Opposing the plan to build a landfill on their ground, the community of Curiurcu denied the planners access to the area. As the communities affected had not been included in the planning process, community leaders attempted to halt the establishment of the landfill and to renegotiate the project.
Since 2010, the canton of Cañar has experienced serious problems with waste management. In March of 2010, public perception of garbage dumps as threats to people and the environment prompted communities to demand their closure. Because of what happened, the four municipalities of Cañar, Suscal, El Tambo and Biblián formed the Municipal Association Integrated Sanitation Company for the Cañari People (EMMAIPC-EP).
The Curiurcu alternative
In 2012, the Ministry of Environment of Ecuador (MAE), with the help of a consultant, determined that the best site for the proposed landfill was located in the community of Curiurcu. The Curiurcu alternative was optimal because it was located on municipal land. Municipalities acquired 57 hectares in 2010, and installations are planned for 6.5 hectares. A report by the consultant estimated that the construction of the landfill at this site would cost approximately US$2,600,000.
Curiurcu community opposition
Plans to build the Landfill in Curiurcu were met with community opposition. In June 2012, the consultant informed the MAE that it would be impossible to make the final designs because the community would not let them in to finish their field work. This information was verified by the Ministry in August, witnessing the community of Curiurcu’s opposition to the project. Subsequently, building the Cañari People Association Solid Waste Treatment Center was opposed by political and community sectors such as the Committee to Defend Mother Earth (Pachamama) and Good Living, comprised by representatives of Curiurcu and the surrounding communities of Zhuya, Malal, Gaza, and Puruvín.
Waste management issue
Serious socio-environmental conflicts surround mismanagement of solid waste, especially when that waste, neglected by local governments, causes environmental pollution or negatively affects people, particularly those living near disposal sites. Although pollution from waste mismanagement has not yet been a detriment to local natural resources, simply the perception of this as a possibility is catalyst for conflict in these local communities. To add to the situation, the history of inadequate handling of related issues in this region has generated profound concerns regarding this issue.

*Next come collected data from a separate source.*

//! Input and selection event coalescing.
//!
//! Browsers fire `input` while an IME composition is still running and
//! report mouse selections before they settle. [`ChangeEvents`] defers those
//! callbacks through a [`Scheduler`] and drops deferred input that lands
//! mid-composition. Deferred callbacks are never merged: two inputs inside
//! one delay window fire twice.

use std::cell::{Cell, RefCell};
use std::rc::Rc;
use std::time::Duration;

use web_time::Instant;

use crate::constants::{CARD_ELEMENT_KEY, DATA_ELEMENT, EDITABLE, ROOT, UI};
use crate::document::EditorDocument;
use crate::dom::{Dom, NodeId};
use crate::range::DomRange;

/// Delay applied to deferred callbacks unless configured otherwise.
pub const DEFAULT_INPUT_DELAY: Duration = Duration::from_millis(10);

/// Runs a one-shot task after a delay. There is no cancellation.
pub trait Scheduler {
    fn schedule(&self, delay: Duration, task: Box<dyn FnOnce()>);
}

struct Task {
    due: Duration,
    seq: u64,
    run: Box<dyn FnOnce()>,
}

#[derive(Default)]
struct ManualQueue {
    now: Duration,
    seq: u64,
    tasks: Vec<Task>,
}

/// Scheduler over a virtual clock, advanced by hand.
///
/// Clones share the same queue.
#[derive(Clone, Default)]
pub struct ManualScheduler {
    queue: Rc<RefCell<ManualQueue>>,
}

impl ManualScheduler {
    pub fn new() -> Self {
        Self::default()
    }

    /// Virtual time elapsed so far.
    pub fn now(&self) -> Duration {
        self.queue.borrow().now
    }

    pub fn pending(&self) -> usize {
        self.queue.borrow().tasks.len()
    }

    /// Move the clock forward, running every task that comes due in
    /// order. Tasks scheduled while advancing run too if they fall inside
    /// the window. Returns how many tasks ran.
    pub fn advance(&self, by: Duration) -> usize {
        let target = self.queue.borrow().now + by;
        let mut ran = 0;
        loop {
            let task = {
                let mut queue = self.queue.borrow_mut();
                let next = queue
                    .tasks
                    .iter()
                    .enumerate()
                    .filter(|(_, task)| task.due <= target)
                    .min_by_key(|(_, task)| (task.due, task.seq))
                    .map(|(index, _)| index);
                match next {
                    Some(index) => {
                        let task = queue.tasks.remove(index);
                        queue.now = task.due;
                        task
                    }
                    None => break,
                }
            };
            (task.run)();
            ran += 1;
        }
        self.queue.borrow_mut().now = target;
        ran
    }
}

impl Scheduler for ManualScheduler {
    fn schedule(&self, delay: Duration, task: Box<dyn FnOnce()>) {
        let mut queue = self.queue.borrow_mut();
        let due = queue.now + delay;
        queue.seq += 1;
        let seq = queue.seq;
        queue.tasks.push(Task {
            due,
            seq,
            run: task,
        });
    }
}

impl std::fmt::Debug for ManualScheduler {
    fn fmt(&self, f: &mut std::fmt::Formatter<'_>) -> std::fmt::Result {
        let queue = self.queue.borrow();
        f.debug_struct("ManualScheduler")
            .field("now", &queue.now)
            .field("pending", &queue.tasks.len())
            .finish()
    }
}

/// Whether an event at `node` belongs to an input inside a card (or to
/// editor chrome) rather than to the editable surface.
pub fn is_card_input(dom: &Dom, node: NodeId) -> bool {
    let mut current = Some(node);
    while let Some(node) = current {
        match dom.attr(node, DATA_ELEMENT) {
            Some(ROOT) | Some(EDITABLE) => return false,
            Some(UI) => return true,
            _ => {}
        }
        if dom.attr(node, CARD_ELEMENT_KEY) == Some("center") {
            return true;
        }
        current = dom.parent(node);
    }
    false
}

/// Keys that can move the selection without changing content.
fn is_selection_key(key: &str, ctrl: bool) -> bool {
    match key {
        "ArrowLeft" | "ArrowRight" | "ArrowUp" | "ArrowDown" | "Home" | "End" | "Meta" => true,
        "b" | "f" | "n" | "p" | "a" | "e" => ctrl,
        _ => false,
    }
}

/// Coalesces raw input, composition, pointer and key events into change and
/// selection callbacks.
pub struct ChangeEvents<S> {
    scheduler: S,
    delay: Duration,
    composing: Rc<Cell<bool>>,
    selecting: bool,
    keydown_range: Option<DomRange>,
    composition_ended_at: Option<Instant>,
}

impl<S: Scheduler> ChangeEvents<S> {
    pub fn new(scheduler: S, delay: Duration) -> Self {
        Self {
            scheduler,
            delay,
            composing: Rc::new(Cell::new(false)),
            selecting: false,
            keydown_range: None,
            composition_ended_at: None,
        }
    }

    pub fn delay(&self) -> Duration {
        self.delay
    }

    pub fn is_composing(&self) -> bool {
        self.composing.get()
    }

    pub fn is_selecting(&self) -> bool {
        self.selecting
    }

    /// When the last composition ended, if any did.
    pub fn composition_ended_at(&self) -> Option<Instant> {
        self.composition_ended_at
    }

    pub fn on_composition_start<D: EditorDocument>(&mut self, editor: &D) {
        if editor.readonly() {
            return;
        }
        tracing::debug!("compositionstart");
        self.composing.set(true);
    }

    pub fn on_composition_end<D: EditorDocument>(&mut self, editor: &D) {
        if editor.readonly() {
            return;
        }
        tracing::debug!("compositionend");
        self.composing.set(false);
        self.composition_ended_at = Some(Instant::now());
    }

    /// Defer `callback` for an `input` event at `target`.
    ///
    /// Ignored on a read-only editor and for inputs inside cards. The
    /// composition state is checked when the callback comes due, not now.
    /// Returns whether a callback was scheduled.
    pub fn on_input<D: EditorDocument>(
        &self,
        editor: &D,
        target: NodeId,
        callback: impl FnOnce() + 'static,
    ) -> bool {
        if editor.readonly() || is_card_input(editor.dom(), target) {
            return false;
        }
        let composing = Rc::clone(&self.composing);
        self.scheduler.schedule(
            self.delay,
            Box::new(move || {
                if composing.get() {
                    tracing::trace!("deferred input dropped during composition");
                    return;
                }
                callback();
            }),
        );
        tracing::trace!(delay = ?self.delay, "input deferred");
        true
    }

    /// Start tracking a pointer selection unless it begins inside a card.
    pub fn on_mouse_down(&mut self, dom: &Dom, target: NodeId) {
        if is_card_input(dom, target) {
            return;
        }
        self.selecting = true;
    }

    /// Finish a pointer selection, deferring `callback` until the browser
    /// has settled the range. Returns whether a callback was scheduled.
    pub fn on_mouse_up(&mut self, callback: impl FnOnce() + 'static) -> bool {
        if !self.selecting {
            return false;
        }
        self.selecting = false;
        self.scheduler.schedule(self.delay, Box::new(callback));
        true
    }

    /// Remember the selection before a key goes down.
    pub fn on_key_down(&mut self, range: Option<DomRange>) {
        self.keydown_range = range;
    }

    /// Report keyboard selection moves.
    ///
    /// Runs `callback` right away for navigation keys that actually moved
    /// the range, unless composing. Returns whether it ran.
    pub fn on_key_up<D: EditorDocument>(
        &mut self,
        editor: &D,
        target: NodeId,
        key: &str,
        ctrl: bool,
        callback: impl FnOnce(),
    ) -> bool {
        if editor.readonly() || is_card_input(editor.dom(), target) {
            return false;
        }
        if !is_selection_key(key, ctrl) {
            return false;
        }
        let range = editor.range();
        if range.is_some() && range == self.keydown_range {
            return false;
        }
        if self.composing.get() {
            return false;
        }
        callback();
        true
    }
}

impl<S> std::fmt::Debug for ChangeEvents<S> {
    fn fmt(&self, f: &mut std::fmt::Formatter<'_>) -> std::fmt::Result {
        f.debug_struct("ChangeEvents")
            .field("delay", &self.delay)
            .field("composing", &self.composing.get())
            .field("selecting", &self.selecting)
            .finish_non_exhaustive()
    }
}

#[cfg(test)]
mod tests {
    use super::*;
    use crate::document::PlainEditor;
    use crate::range::DomPoint;
    use crate::schema::Schema;

    const MS: Duration = Duration::from_millis(1);

    type Fired = Rc<RefCell<Vec<&'static str>>>;

    fn recorder(fired: &Fired, label: &'static str) -> impl FnOnce() + 'static {
        let fired = Rc::clone(fired);
        move || fired.borrow_mut().push(label)
    }

    fn setup() -> (PlainEditor, ChangeEvents<ManualScheduler>, ManualScheduler, Fired) {
        let editor = PlainEditor::with_html(
            Schema::with_defaults(),
            r#"<p>text</p><div data-card-key="video"><div data-card-element="center"><span>inner</span><div data-element="editable">island</div></div></div><div data-element="ui">toolbar</div>"#,
        );
        let scheduler = ManualScheduler::new();
        let events = ChangeEvents::new(scheduler.clone(), DEFAULT_INPUT_DELAY);
        (editor, events, scheduler, Rc::default())
    }

    fn node(editor: &PlainEditor, path: &[usize]) -> NodeId {
        let mut node = editor.container();
        for index in path {
            node = editor.dom().children(node)[*index];
        }
        node
    }

    #[test]
    fn test_is_card_input() {
        let (editor, ..) = setup();
        let dom = editor.dom();
        assert!(!is_card_input(dom, node(&editor, &[0, 0])));
        assert!(is_card_input(dom, node(&editor, &[1, 0, 0])));
        assert!(!is_card_input(dom, node(&editor, &[1, 0, 1, 0])));
        assert!(is_card_input(dom, node(&editor, &[2, 0])));
        assert!(!is_card_input(dom, dom.body()));
    }

    #[test]
    fn test_input_fires_after_delay() {
        let (editor, events, scheduler, fired) = setup();
        let p = node(&editor, &[0]);
        assert!(events.on_input(&editor, p, recorder(&fired, "input")));
        assert_eq!(scheduler.pending(), 1);

        assert_eq!(scheduler.advance(9 * MS), 0);
        assert!(fired.borrow().is_empty());
        assert_eq!(scheduler.advance(MS), 1);
        assert_eq!(*fired.borrow(), ["input"]);
        assert_eq!(scheduler.now(), 10 * MS);
    }

    #[test]
    fn test_input_ignored_in_cards_and_readonly() {
        let (mut editor, events, scheduler, fired) = setup();
        let inner = node(&editor, &[1, 0, 0]);
        assert!(!events.on_input(&editor, inner, recorder(&fired, "card")));

        editor.set_readonly(true);
        let p = node(&editor, &[0]);
        assert!(!events.on_input(&editor, p, recorder(&fired, "readonly")));
        assert_eq!(scheduler.pending(), 0);
    }

    #[test]
    fn test_input_dropped_while_composing() {
        let (editor, mut events, scheduler, fired) = setup();
        let p = node(&editor, &[0]);

        events.on_composition_start(&editor);
        assert!(events.is_composing());
        events.on_input(&editor, p, recorder(&fired, "dropped"));
        scheduler.advance(DEFAULT_INPUT_DELAY);
        assert!(fired.borrow().is_empty());

        // Ending the composition before the callback is due lets it through.
        events.on_input(&editor, p, recorder(&fired, "kept"));
        events.on_composition_end(&editor);
        assert!(events.composition_ended_at().is_some());
        scheduler.advance(DEFAULT_INPUT_DELAY);
        assert_eq!(*fired.borrow(), ["kept"]);
    }

    #[test]
    fn test_readonly_ignores_composition() {
        let (mut editor, mut events, ..) = setup();
        editor.set_readonly(true);
        events.on_composition_start(&editor);
        assert!(!events.is_composing());
    }

    #[test]
    fn test_overlapping_inputs_fire_twice() {
        let (editor, events, scheduler, fired) = setup();
        let p = node(&editor, &[0]);
        events.on_input(&editor, p, recorder(&fired, "first"));
        scheduler.advance(5 * MS);
        events.on_input(&editor, p, recorder(&fired, "second"));
        assert_eq!(scheduler.advance(20 * MS), 2);
        assert_eq!(*fired.borrow(), ["first", "second"]);
    }

    #[test]
    fn test_mouse_selection_is_deferred() {
        let (editor, mut events, scheduler, fired) = setup();
        assert!(!events.on_mouse_up(recorder(&fired, "stray")));

        events.on_mouse_down(editor.dom(), node(&editor, &[1, 0, 0]));
        assert!(!events.is_selecting());

        events.on_mouse_down(editor.dom(), node(&editor, &[0, 0]));
        assert!(events.is_selecting());
        assert!(events.on_mouse_up(recorder(&fired, "select")));
        assert!(!events.is_selecting());
        assert!(fired.borrow().is_empty());
        scheduler.advance(DEFAULT_INPUT_DELAY);
        assert_eq!(*fired.borrow(), ["select"]);
    }

    #[test]
    fn test_key_up_reports_moved_selection() {
        let (mut editor, mut events, _, fired) = setup();
        let text = node(&editor, &[0, 0]);
        let before = DomRange::collapsed_at(DomPoint::new(text, 1));
        editor.select_range(before);
        events.on_key_down(editor.range());

        assert!(!events.on_key_up(&editor, text, "ArrowLeft", false, recorder(&fired, "same")));

        editor.select_range(DomRange::collapsed_at(DomPoint::new(text, 0)));
        assert!(!events.on_key_up(&editor, text, "x", false, recorder(&fired, "typing")));
        assert!(!events.on_key_up(&editor, text, "a", false, recorder(&fired, "plain a")));
        assert!(events.on_key_up(&editor, text, "a", true, recorder(&fired, "ctrl a")));
        assert!(events.on_key_up(&editor, text, "ArrowLeft", false, recorder(&fired, "moved")));
        assert_eq!(*fired.borrow(), ["ctrl a", "moved"]);
    }
}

Since 2012, there have been a series of meetings to discuss this issue.
National Secretariat of Political Governance assembly
In November 2013, the National Secretariat of Political Governance called an assembly in the affected communities to discuss this issue, yet none of the authorities who favour the implementation of the landfill attended. At the assembly, the affected communities expressed their demands: to clarify details of the land purchase executed in 2010 by the municipalities, including the boundaries and the actual dimensions (the boundaries and the actual dimensions with deeds and with the owners from the community); to prevent the conclusion of the final designs that were not coordinated with the community; and to hold a meeting so that the authorities can hear the arguments of technicians and community members regarding their refusal of the proposal.
Series of discussion supported by the Fundación Futuro Latinoamericano
In 2014, new mayors were elected and, with support from the Fundación Futuro Latinoamericano, a series of discussions were held with the communities, meetings were conducted among different levels of government and dialogues occurred between communities and authorities. In November of 2014, an assembly was attended by communities and the mayors they elected to agree on the steps necessary to reach an agreement. Currently, the conflict is improving, and although factors such as public statements and confrontations or the detention of community groups of technicians have rekindled conflict, it has never resulted in violence. . The stakeholders, a majority of which are technicians and politicians, have strived for collaboration when dealing with the conflict- In particular, the President of the Municipal Association has remained open to dialogue and to resolution by alternative means. However, community leaders have consistently maintained their refusal of the landfill and have gradually closed off any possibilities of dialogue.